Concluído, em relação ao Rui Ramos não podemos correr o risco de multiplicar por aí Hermanos Saraivas; as ideias próprias não fazem factos históricos e as suas opiniões, sempre válidas é certo, devem de ser argumentadas e consubstanciadas. Temo pelo desconhecimento geral que leve a que o que Rui Ramos escreve seja entendido como verdade ou, pior, como «A Verdade». Sobre o Henrique, penso que perdeu uma boa oportunidade de analisar os fenómenos neo-marxistas, que existem, de uma forma séria e pertinente e do ponto de vista ideológico da «sua direita». Ao se refugiar nesse canto moral da tal direita liberal, não só perdeu interesse como manifestou traços de arrogância e de altivez moral insuportável. Curiosamente acaba por manifestar ser endémico à direita o que muito critica à esquerda: uma soberba e sobrancearia moral incapaz de promover diálogos.
1 comentário:
Em relação ao Rui Ramos, acho que é um dos historiadores, se não o historiador, que melhor escreve em Portugal. Os seus textos fluem como um romance. No entanto, em termos de conteúdo, o caso muda de figura.
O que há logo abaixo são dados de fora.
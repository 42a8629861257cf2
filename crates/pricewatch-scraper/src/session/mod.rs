//! The browser seam.
//!
//! Scraping logic only ever talks to a [`PageSession`]; the WebDriver-backed
//! implementation lives in [`webdriver`]. Sessions are used strictly in
//! sequence (navigate, settle, read) by a single owner, so every method takes
//! `&mut self` and [`PageSession::release`] consumes the session.

mod webdriver;

use std::future::Future;
use std::time::Duration;

use crate::error::ScraperError;

pub use webdriver::{BrowserOptions, WebDriverSession};

pub trait PageSession: Send {
    /// Navigates to `url` and returns once the browser reports the load as done.
    fn goto(&mut self, url: &str) -> impl Future<Output = Result<(), ScraperError>> + Send;

    /// Serialized DOM of the current page, including script-rendered content.
    fn page_source(&mut self) -> impl Future<Output = Result<String, ScraperError>> + Send;

    /// URL the browser is showing now, after any redirects.
    fn current_url(&mut self) -> impl Future<Output = Result<String, ScraperError>> + Send;

    /// Polls until an element matching `css` is present or `timeout` elapses.
    ///
    /// Returns `false` on timeout; callers carry on and let field extraction
    /// fall back to sentinels.
    fn wait_for(&mut self, css: &str, timeout: Duration) -> impl Future<Output = bool> + Send;

    /// Outer HTML of up to `limit` elements matching `css`, in document order.
    ///
    /// Each element is read independently: an element that went stale between
    /// lookup and read yields an `Err` entry without affecting its neighbours.
    /// The outer `Err` is reserved for the lookup itself failing.
    fn item_fragments(
        &mut self,
        css: &str,
        limit: usize,
    ) -> impl Future<Output = Result<Vec<Result<String, ScraperError>>, ScraperError>> + Send;

    /// Ends the browser session.
    fn release(self) -> impl Future<Output = Result<(), ScraperError>> + Send
    where
        Self: Sized;
}
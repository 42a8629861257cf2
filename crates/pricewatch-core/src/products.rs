use chrono::{DateTime, Utc};
use serde::{Deserialize, Serialize};

use crate::Platform;

/// Placeholder for a title, price, or rating that could not be located.
pub const NOT_FOUND: &str = "Not Found";

/// Discount reported when a page exposes no discount badge.
pub const DEFAULT_DISCOUNT: &str = "0%";

/// Review count reported when a page exposes no review counter.
pub const DEFAULT_REVIEWS: &str = "0";

/// One product observation as read off a page, before it is timestamped.
///
/// Every field holds text exactly as rendered by the site (currency symbols,
/// thousands separators, trailing labels). Missing data is represented by the
/// documented sentinels, never by an empty string.
#[derive(Debug, Clone, PartialEq, Eq, Serialize, Deserialize)]
pub struct ScrapedProduct {
    pub platform: Platform,
    pub title: String,
    /// Product page URL, or for search-result items the item's own link when
    /// it resolves (the search page URL otherwise).
    pub url: String,
    pub price: String,
    pub discount: String,
    pub rating: String,
    pub reviews: String,
}

impl ScrapedProduct {
    /// Attaches the capture timestamp, producing the final record.
    #[must_use]
    pub fn stamp(self, scraped_at: DateTime<Utc>) -> ProductRecord {
        ProductRecord {
            platform: self.platform,
            title: self.title,
            url: self.url,
            price: self.price,
            discount: self.discount,
            rating: self.rating,
            reviews: self.reviews,
            scraped_at,
        }
    }
}

/// A timestamped product observation handed to exporters and reports.
#[derive(Debug, Clone, PartialEq, Serialize, Deserialize)]
pub struct ProductRecord {
    pub platform: Platform,
    pub title: String,
    pub url: String,
    pub price: String,
    pub discount: String,
    pub rating: String,
    pub reviews: String,
    /// Serialized as RFC 3339 text, e.g. `"2024-05-01T09:00:03.120Z"`.
    pub scraped_at: DateTime<Utc>,
}
//! Per-URL scrape: navigate, check for blocking, classify, extract.

use std::panic::AssertUnwindSafe;
use std::time::Duration;

use futures::FutureExt;
use pricewatch_core::{AppConfig, ScrapedProduct};
use scraper::Html;

use crate::classify::{classify_for, PageKind};
use crate::error::ScraperError;
use crate::session::PageSession;
use crate::sites::{self, SiteProfile};

/// Lowercase substrings whose presence in the visible page text means the
/// site served a challenge or refusal instead of content.
const BLOCK_MARKERS: &[&str] = &["captcha", "access denied"];

#[derive(Debug, Clone)]
pub struct ScrapeOptions {
    /// Pause after navigation for script-rendered content.
    pub settle_delay: Duration,
    /// Upper bound on waiting for the title or result-item element.
    pub element_wait: Duration,
    /// Maximum records taken from one search page.
    pub search_result_limit: usize,
}

impl ScrapeOptions {
    #[must_use]
    pub fn from_app_config(config: &AppConfig) -> Self {
        Self {
            settle_delay: Duration::from_millis(config.settle_delay_ms),
            element_wait: Duration::from_secs(config.element_wait_secs),
            search_result_limit: config.search_result_limit,
        }
    }
}

impl Default for ScrapeOptions {
    fn default() -> Self {
        Self {
            settle_delay: Duration::from_secs(3),
            element_wait: Duration::from_secs(10),
            search_result_limit: 10,
        }
    }
}

/// What one URL produced.
#[derive(Debug, Clone, PartialEq, Eq)]
pub enum PageScrape {
    Product(ScrapedProduct),
    /// Search-page items in page order.
    Listing(Vec<ScrapedProduct>),
}

impl PageScrape {
    #[must_use]
    pub fn into_products(self) -> Vec<ScrapedProduct> {
        match self {
            PageScrape::Product(product) => vec![product],
            PageScrape::Listing(products) => products,
        }
    }
}

#[derive(Debug, Clone, Default)]
pub struct SiteScraper {
    options: ScrapeOptions,
}

impl SiteScraper {
    #[must_use]
    pub fn new(options: ScrapeOptions) -> Self {
        Self { options }
    }

    /// Scrapes one URL.
    ///
    /// Returns `None` when the platform is unsupported, the page is blocked,
    /// any browser command fails, or the scrape panics. Every such outcome is
    /// logged here; neither an error nor a panic reaches the caller.
    pub async fn scrape_url<S: PageSession>(
        &self,
        session: &mut S,
        url: &str,
        platform: &str,
    ) -> Option<PageScrape> {
        let Some(site) = sites::lookup(platform) else {
            tracing::warn!(platform, url, "unsupported platform; skipping");
            return None;
        };

        let attempt = AssertUnwindSafe(self.scrape_site(session, site, url))
            .catch_unwind()
            .await;

        match attempt {
            Ok(Ok(result)) => result,
            Ok(Err(e)) => {
                tracing::error!(platform, url, error = %e, "scrape failed");
                None
            }
            Err(panic) => {
                tracing::error!(
                    platform,
                    url,
                    panic = panic_message(panic.as_ref()),
                    "scrape panicked"
                );
                None
            }
        }
    }

    async fn scrape_site<S: PageSession>(
        &self,
        session: &mut S,
        site: &'static SiteProfile,
        url: &str,
    ) -> Result<Option<PageScrape>, ScraperError> {
        session.goto(url).await?;
        tokio::time::sleep(self.options.settle_delay).await;

        let source = session.page_source().await?;
        if let Some(marker) = block_marker(&source) {
            tracing::warn!(platform = %site.platform, url, marker, "page blocked; skipping");
            return Ok(None);
        }

        match classify_for(url, site) {
            PageKind::Product => self.scrape_product(session, site).await.map(Some),
            PageKind::Search => self.scrape_search(session, site).await.map(Some),
        }
    }

    async fn scrape_product<S: PageSession>(
        &self,
        session: &mut S,
        site: &'static SiteProfile,
    ) -> Result<PageScrape, ScraperError> {
        if !session.wait_for(site.title_wait, self.options.element_wait).await {
            tracing::debug!(
                platform = %site.platform,
                selector = site.title_wait,
                "title element not found in time"
            );
        }
        let source = session.page_source().await?;
        let page_url = session.current_url().await?;
        let product = site.extract_product(&Html::parse_document(&source), &page_url);
        tracing::debug!(
            platform = %site.platform,
            url = %page_url,
            title = %product.title,
            "product extracted"
        );
        Ok(PageScrape::Product(product))
    }

    async fn scrape_search<S: PageSession>(
        &self,
        session: &mut S,
        site: &'static SiteProfile,
    ) -> Result<PageScrape, ScraperError> {
        let item_css = site.search.item;
        if !session.wait_for(item_css, self.options.element_wait).await {
            tracing::debug!(
                platform = %site.platform,
                selector = item_css,
                "no result items found in time"
            );
        }
        let page_url = session.current_url().await?;
        let fragments = session
            .item_fragments(item_css, self.options.search_result_limit)
            .await?;
        let products =
            extract_listing(site, fragments, &page_url, self.options.search_result_limit);
        tracing::info!(
            platform = %site.platform,
            url = %page_url,
            items = products.len(),
            "search page extracted"
        );
        Ok(PageScrape::Listing(products))
    }
}

fn extract_listing(
    site: &SiteProfile,
    fragments: Vec<Result<String, ScraperError>>,
    page_url: &str,
    limit: usize,
) -> Vec<ScrapedProduct> {
    fragments
        .into_iter()
        .take(limit)
        .enumerate()
        .filter_map(|(index, fragment)| match fragment {
            Ok(html) => Some(site.extract_search_item(&Html::parse_fragment(&html), page_url)),
            Err(e) => {
                tracing::warn!(
                    platform = %site.platform,
                    index,
                    error = %e,
                    "skipping unreadable result item"
                );
                None
            }
        })
        .collect()
}

/// First block marker found in the page's visible text, if any.
fn block_marker(source: &str) -> Option<&'static str> {
    let text = visible_text(&Html::parse_document(source)).to_lowercase();
    BLOCK_MARKERS.iter().copied().find(|marker| text.contains(marker))
}

/// Text nodes outside `<script>`, `<style>` and `<noscript>`, with runs of
/// whitespace collapsed to a single space.
fn visible_text(doc: &Html) -> String {
    let mut text = String::new();
    for node in doc.tree.root().descendants() {
        let Some(chunk) = node.value().as_text() else {
            continue;
        };
        let hidden = node
            .parent()
            .and_then(|parent| parent.value().as_element())
            .is_some_and(|el| matches!(el.name(), "script" | "style" | "noscript"));
        if !hidden {
            text.push_str(chunk);
            text.push(' ');
        }
    }
    text.split_whitespace().collect::<Vec<_>>().join(" ")
}

fn panic_message(payload: &(dyn std::any::Any + Send)) -> &str {
    if let Some(message) = payload.downcast_ref::<&'static str>() {
        *message
    } else if let Some(message) = payload.downcast_ref::<String>() {
        message.as_str()
    } else {
        "non-string panic payload"
    }
}

#[cfg(test)]
#[path = "site_test.rs"]
mod tests;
Não concordo com as suas opiniões sobre o cariz caceteiro da 1ª República, embora também ache que, por vezes, é importante confrontar-mo-nos com ideias muito diferentes das que são geralmente aceites.É quase sempre dessa confrontação que nasce a verdade. É certo que a 1ª República não foi um regime dominado por um bando de malfeitores, mas, de igual forma, não foi um paraíso democrático.